Nigeria’s banking sector is feeling the strain of rising inflation and tightening monetary policies, as escalating costs start to eat into profits despite growing revenues. Fresh financial reports from leading banks for the first quarter of 2025 reveal that the industry is grappling with surging expenses and shrinking margins.
The Central Bank of Nigeria’s drive to curb inflation has pushed the Monetary Policy Rate (MPR) to 27.5%, nearly double its level two years ago. While this high-interest environment has boosted banks’ gross earnings, it has also significantly raised their funding costs and operating expenses.
Leading banks like First Bank, United Bank for Africa (UBA), Guaranty Trust Bank (GTBank), Zenith Bank, Access Bank, and Fidelity Bank are all feeling the pressure. Their latest unaudited financial results show a clear trend: rising operating costs and interest expenses are beginning to undermine profitability.
At First Bank, operational expenses surged, eroding the gains from lower bad loan provisions and pushing the cost-to-income ratio up to 52.3%. The bank’s profit after tax (PAT) fell by 17.9% to N167.4 billion, largely due to a sharp drop in non-interest revenue.
UBA reported a steep rise in costs too, with funding expenses climbing and impairment charges quadrupling. Yet, it managed a 33.1% year-on-year growth in profit, reaching N189.8 billion, buoyed by a 37.3% increase in gross earnings.
GTBank faced a 23.2% spike in operating expenses, with its cost-to-income ratio rising sharply to 28.1%, up from 16% a year ago. Zenith Bank also saw its operating expenses jump by nearly 39%, lifting its cost-to-income ratio to 41.2%.
Access Bank recorded significant strain from interest expenses, which soared by over 71% year-on-year. This, along with a 25% rise in operating expenses, squeezed its profit growth to 14.7% despite a solid 42.7% rise in gross earnings. Its net interest margin narrowed considerably from 6.5% to 3.6%, reflecting higher costs tied to foreign currency deposits.

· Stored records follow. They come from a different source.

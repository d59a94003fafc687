//! HTTP request/response tracing middleware.

use tower_http::LatencyUnit;
use tower_http::trace::{DefaultMakeSpan, DefaultOnResponse, TraceLayer};
use tracing::Level;

/// Creates a tracing middleware for HTTP requests.
///
/// Opens an `INFO` span per request (method, URI, version) and logs the
/// response status with latency in milliseconds.
///
/// ```text
/// INFO request{method=GET uri=/api/deals?stage=won version=HTTP/1.1}: finished processing request latency=4 ms status=200
/// ```
pub fn layer()
-> TraceLayer<tower_http::classify::SharedClassifier<tower_http::classify::ServerErrorsAsFailures>>
{
    TraceLayer::new_for_http()
        .make_span_with(DefaultMakeSpan::new().level(Level::INFO))
        .on_response(
            DefaultOnResponse::new()
                .level(Level::INFO)
                .latency_unit(LatencyUnit::Millis),
        )
}
//! Handler for health check endpoint.

use axum::{Json, extract::State, http::StatusCode};

use crate::api::dto::health::{CheckStatus, HealthChecks, HealthResponse};
use crate::state::AppState;

/// Returns service health status.
///
/// # Endpoint
///
/// `GET /health`
///
/// # Response Codes
///
/// - **200 OK**: Database reachable
/// - **503 Service Unavailable**: Database check failed
pub async fn health_handler(
    State(state): State<AppState>,
) -> Result<Json<HealthResponse>, (StatusCode, Json<HealthResponse>)> {
    let db_check = check_database(&state).await;
    let healthy = db_check.status == "ok";

    let response = HealthResponse {
        status: if healthy { "healthy" } else { "degraded" }.to_string(),
        version: env!("CARGO_PKG_VERSION").to_string(),
        checks: HealthChecks { database: db_check },
    };

    if healthy {
        Ok(Json(response))
    } else {
        Err((StatusCode::SERVICE_UNAVAILABLE, Json(response)))
    }
}

async fn check_database(state: &AppState) -> CheckStatus {
    match state.deal_service.health_check().await {
        Ok(()) => CheckStatus {
            status: "ok".to_string(),
            message: Some("Connected".to_string()),
        },
        Err(e) => CheckStatus {
            status: "error".to_string(),
            message: Some(format!("Database error: {}", e)),
        },
    }
}
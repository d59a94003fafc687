#![allow(dead_code)]

use async_trait::async_trait;
use chrono::{DateTime, Duration, TimeZone, Utc};
use deals_service::domain::entities::{Deal, DealStage};
use deals_service::domain::repositories::{DealFilter, DealRepository};
use deals_service::error::AppError;
use deals_service::state::AppState;
use rust_decimal::Decimal;
use sqlx::PgPool;
use std::sync::Arc;
use std::sync::atomic::{AtomicBool, Ordering};

/// In-memory repository applying the same predicates as the SQL query.
#[derive(Default)]
pub struct InMemoryDealRepository {
    deals: Vec<Deal>,
    unavailable: AtomicBool,
}

impl InMemoryDealRepository {
    pub fn new(deals: Vec<Deal>) -> Self {
        Self {
            deals,
            unavailable: AtomicBool::new(false),
        }
    }

    /// Makes every call fail as if the database were down.
    pub fn set_unavailable(&self, unavailable: bool) {
        self.unavailable.store(unavailable, Ordering::SeqCst);
    }

    fn check_available(&self) -> Result<(), AppError> {
        if self.unavailable.load(Ordering::SeqCst) {
            return Err(sqlx::Error::PoolTimedOut.into());
        }
        Ok(())
    }
}

fn matches(deal: &Deal, filter: &DealFilter) -> bool {
    if let Some(search) = &filter.search {
        let needle = search.to_lowercase();
        let hit = [&deal.name, &deal.contact_name, &deal.company]
            .iter()
            .any(|field| field.to_lowercase().contains(&needle));
        if !hit {
            return false;
        }
    }
    if filter.stage.is_some_and(|stage| deal.stage != stage) {
        return false;
    }
    if filter.min_value.is_some_and(|min| deal.value < min) {
        return false;
    }
    if filter.max_value.is_some_and(|max| deal.value > max) {
        return false;
    }
    if filter.start_date.is_some_and(|start| deal.created_at < start) {
        return false;
    }
    if let Some(end) = filter.end_date {
        match deal.close_date {
            Some(close) if close <= end => {}
            _ => return false,
        }
    }
    true
}

#[async_trait]
impl DealRepository for InMemoryDealRepository {
    async fn find_filtered(&self, filter: &DealFilter) -> Result<Vec<Deal>, AppError> {
        self.check_available()?;
        let mut found: Vec<Deal> = self
            .deals
            .iter()
            .filter(|deal| matches(deal, filter))
            .cloned()
            .collect();
        found.sort_by(|a, b| b.created_at.cmp(&a.created_at));
        Ok(found)
    }

    async fn find_by_id(&self, id: i64) -> Result<Option<Deal>, AppError> {
        self.check_available()?;
        Ok(self.deals.iter().find(|deal| deal.id == id).cloned())
    }

    async fn ping(&self) -> Result<(), AppError> {
        self.check_available()
    }
}

pub fn base_time() -> DateTime<Utc> {
    Utc.with_ymd_and_hms(2025, 1, 1, 9, 0, 0).unwrap()
}

pub fn deal(
    id: i64,
    name: &str,
    company: &str,
    value: i64,
    stage: DealStage,
    days_after_base: i64,
) -> Deal {
    Deal {
        id,
        name: name.to_string(),
        contact_name: format!("Contact {id}"),
        company: company.to_string(),
        value: Decimal::new(value, 0),
        stage,
        created_at: base_time() + Duration::days(days_after_base),
        close_date: None,
    }
}

/// A small pipeline: two Acme deals (one won), plus others.
pub fn sample_deals() -> Vec<Deal> {
    let mut won_later = deal(5, "Globex upsell", "Globex", 90_000, DealStage::Won, 20);
    won_later.close_date = Some(base_time() + Duration::days(60));

    let mut acme_won = deal(2, "Acme renewal", "Acme Corp", 12_500, DealStage::Won, 5);
    acme_won.close_date = Some(base_time() + Duration::days(30));

    vec![
        deal(1, "Acme pilot", "Acme Corp", 5_000, DealStage::New, 1),
        acme_won,
        deal(3, "Initech rollout", "Initech", 48_000, DealStage::Negotiation, 10),
        deal(4, "Umbrella audit", "Umbrella", 7_500, DealStage::Lost, 15),
        won_later,
    ]
}

/// `n` deals with ids `1..=n`, newest last.
pub fn numbered_deals(n: i64) -> Vec<Deal> {
    (1..=n)
        .map(|id| deal(id, &format!("Deal {id}"), "Acme Corp", 1_000 * id, DealStage::New, id))
        .collect()
}

pub fn create_test_state(deals: Vec<Deal>) -> AppState {
    AppState::new(Arc::new(InMemoryDealRepository::new(deals)))
}

pub async fn insert_deal(pool: &PgPool, deal: &Deal) -> i64 {
    sqlx::query_scalar(
        "INSERT INTO deals (name, contact_name, company, value, stage, created_at, close_date) \
         VALUES ($1, $2, $3, $4, $5, $6, $7) RETURNING id",
    )
    .bind(&deal.name)
    .bind(&deal.contact_name)
    .bind(&deal.company)
    .bind(deal.value)
    .bind(deal.stage)
    .bind(deal.created_at)
    .bind(deal.close_date)
    .fetch_one(pool)
    .await
    .unwrap()
}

Meanwhile, Fidelity Bank appears to be navigating the challenges better than its larger peers. The tier-2 lender posted an impressive 290% increase in profit after tax, reaching N91.1 billion, with a more modest 28.6% rise in interest expenses compared to others.
Despite the pressure, most banks are still reporting profit growth, though at a slower pace. The overall picture shows Nigeria’s banks walking a tightrope — balancing between the gains from higher lending rates and the mounting costs brought on by inflation, regulatory levies, and operational expenses.
As the economic environment remains challenging, the ability of banks to manage costs while sustaining earnings will be crucial in determining their resilience through 2025.